The receptor tyrosine kinase (RTK) MET represents a promising tumor target in a subset of glioblastomas. Most RTK inhibitors available in the clinic today, including those inhibiting MET, affect multiple targets simultaneously. Previously, it was demonstrated that treatment with cabozantinib (MET/VEGFR2/RET inhibitor) prolonged survival of mice carrying orthotopic patient-derived xenografts (PDX) of the MET-addicted glioblastoma model E98, yet did not prevent development of recurrent and cabozantinib-resistant tumors. To exclude VEGFR2 inhibition-inflicted blood-brain barrier normalization and diminished tumor distribution of the drug, we have now investigated the effects of the novel MET-selective inhibitor Compound A in the orthotopic E98 xenograft model.
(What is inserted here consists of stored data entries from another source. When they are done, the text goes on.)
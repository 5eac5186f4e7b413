pub mod allocator;
#[allow(clippy::module_inception)]
pub mod frame;
pub mod frameset;

pub use allocator::{FrameAllocator, HeapAllocator, VideoFrameMut};
pub use frame::{
    depth_frame, infrared_frame, DepthView, Extension, Frame, FrameError, FrameMetadata,
    InfraredView, MetadataKind, PixelFormat, SensorHandle, StreamKind, StreamProfile,
};
pub use frameset::{FrameUnit, Frameset};
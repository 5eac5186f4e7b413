use super::frame::Frame;

/// Depth and infrared frames captured at the same instant
#[derive(Debug, Clone, Default)]
pub struct Frameset {
    pub depth: Option<Frame>,
    pub infrared: Option<Frame>,
}

impl Frameset {
    pub fn new(depth: Frame, infrared: Option<Frame>) -> Self {
        Self {
            depth: Some(depth),
            infrared,
        }
    }

    pub fn depth_frame(&self) -> Option<&Frame> {
        self.depth.as_ref()
    }

    pub fn infrared_frame(&self) -> Option<&Frame> {
        self.infrared.as_ref()
    }
}

/// Unit of work flowing through a processing block
#[derive(Debug, Clone)]
pub enum FrameUnit {
    Single(Frame),
    Set(Frameset),
}

impl FrameUnit {
    pub fn is_frameset(&self) -> bool {
        matches!(self, FrameUnit::Set(_))
    }

    pub fn as_frameset(&self) -> Option<&Frameset> {
        match self {
            FrameUnit::Set(fs) => Some(fs),
            FrameUnit::Single(_) => None,
        }
    }

    /// The frame whose metadata represents this unit; a set's depth member
    pub fn primary(&self) -> Option<&Frame> {
        match self {
            FrameUnit::Single(f) => Some(f),
            FrameUnit::Set(fs) => fs.depth.as_ref(),
        }
    }

    pub fn frame_counter(&self) -> Option<i64> {
        self.primary().and_then(Frame::frame_counter)
    }
}

impl From<Frame> for FrameUnit {
    fn from(frame: Frame) -> Self {
        FrameUnit::Single(frame)
    }
}

impl From<Frameset> for FrameUnit {
    fn from(set: Frameset) -> Self {
        FrameUnit::Set(set)
    }
}
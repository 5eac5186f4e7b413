//! HDR merge demo: streams synthetic HDR framesets through the merge stage

use std::path::PathBuf;
use std::sync::Arc;
use std::time::Duration;

use color_eyre::{eyre::eyre, Result};
use flume::bounded;
use tracing::{error, info};
use tracing_subscriber::EnvFilter;

use hdr_merge::frame::HeapAllocator;
use hdr_merge::pipeline::spawn_worker;
use hdr_merge::source::SyntheticHdrSource;
use hdr_merge::{Config, FrameUnit, HdrMerge};

#[tokio::main]
async fn main() -> Result<()> {
    // Initialize error handling and logging
    color_eyre::install()?;
    tracing_subscriber::fmt()
        .with_env_filter(
            EnvFilter::try_from_default_env().unwrap_or_else(|_| EnvFilter::new("hdr_merge=debug")),
        )
        .with_timer(tracing_subscriber::fmt::time::uptime())
        .init();

    info!("HDR merge launching...");

    // Load configuration
    let config_path = std::env::args().nth(1).map(PathBuf::from);
    let config = Config::load(config_path.as_deref())?;
    hdr_merge::CONFIG.store(Arc::new(config.clone()));
    info!("Configuration: {:?}", config);

    // Set up tx/rx around the merge worker
    let (in_tx, in_rx) = bounded::<FrameUnit>(config.worker.queue_depth);
    let (out_tx, out_rx) = bounded::<FrameUnit>(config.worker.queue_depth);

    let stage = HdrMerge::from_config(&config.hdr);
    let worker = spawn_worker(
        stage,
        HeapAllocator::new(),
        in_rx,
        out_tx,
        config.worker.pin_core,
    )?;

    // Spawn synthetic capture task
    let source_config = config.source.clone();
    let capture_handle = tokio::spawn(async move {
        let period = Duration::from_secs_f64(1.0 / f64::from(source_config.fps));
        let mut ticker = tokio::time::interval(period);
        let mut source = SyntheticHdrSource::new(source_config);

        loop {
            tokio::select! {
                _ = tokio::signal::ctrl_c() => {
                    info!("Ctrl-C received, stopping capture");
                    break;
                }
                _ = ticker.tick() => {
                    let Some(set) = source.next() else {
                        info!("Frame limit reached");
                        break;
                    };
                    if let Err(e) = in_tx.send_async(FrameUnit::Set(set)).await {
                        error!("Failed to send frameset: {}", e);
                        break;
                    }
                }
            }
        }
        // Dropping in_tx closes the worker's input
    });

    // Consume merged output
    let report_every = u64::from(config.source.fps);
    let consumer_handle = tokio::spawn(async move {
        let mut received = 0u64;
        let mut merged = 0u64;
        while let Ok(unit) = out_rx.recv_async().await {
            received += 1;
            // Framesets pass through until the first pair merges
            if matches!(unit, FrameUnit::Single(_)) {
                merged += 1;
            }
            if received % report_every == 0 {
                let coverage = unit
                    .primary()
                    .and_then(|f| f.as_depth().ok())
                    .map(|d| {
                        let total = (d.width() * d.height()).max(1) as f64;
                        d.samples().filter(|&s| s != 0).count() as f64 / total
                    })
                    .unwrap_or(0.0);
                info!(
                    "{} frames out, {} merged, counter {:?}, coverage {:.1}%",
                    received,
                    merged,
                    unit.frame_counter(),
                    coverage * 100.0
                );
            }
        }
        received
    });

    capture_handle.await?;
    let received = consumer_handle.await?;
    let stage = worker
        .join()
        .map_err(|_| eyre!("Merge worker panicked"))?;

    info!("Received {} frames; stage stats: {:?}", received, stage.stats());
    info!("HDR merge shutting down");
    Ok(())
}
In vitro, Compound A proved a highly potent inhibitor of proliferation of MET-addicted cell lines. In line with its target selectivity, Compound A did not restore the leaky blood-brain barrier and was more effective than cabozantinib in inhibiting MET phosphorylation in vivo Compound A treatment significantly prolonged survival of mice carrying E98 tumor xenografts, but did not prevent eventual progression. Contrasting in vitro results, the Compound A-treated xenografts displayed high levels of AKT phosphorylation despite the absence of phosphorylated MET. Profiling by RNA sequencing showed that in vivo transcriptomes differed significantly from those in control xenografts.Implications: Collectively, these findings demonstrate the plasticity of paracrine growth factor receptor signaling in vivo and urge for prudency with in vitro drug-testing strategies to validate monotherapies. Mol Cancer Res; 15(11); 1587-97. ©2017 AACR.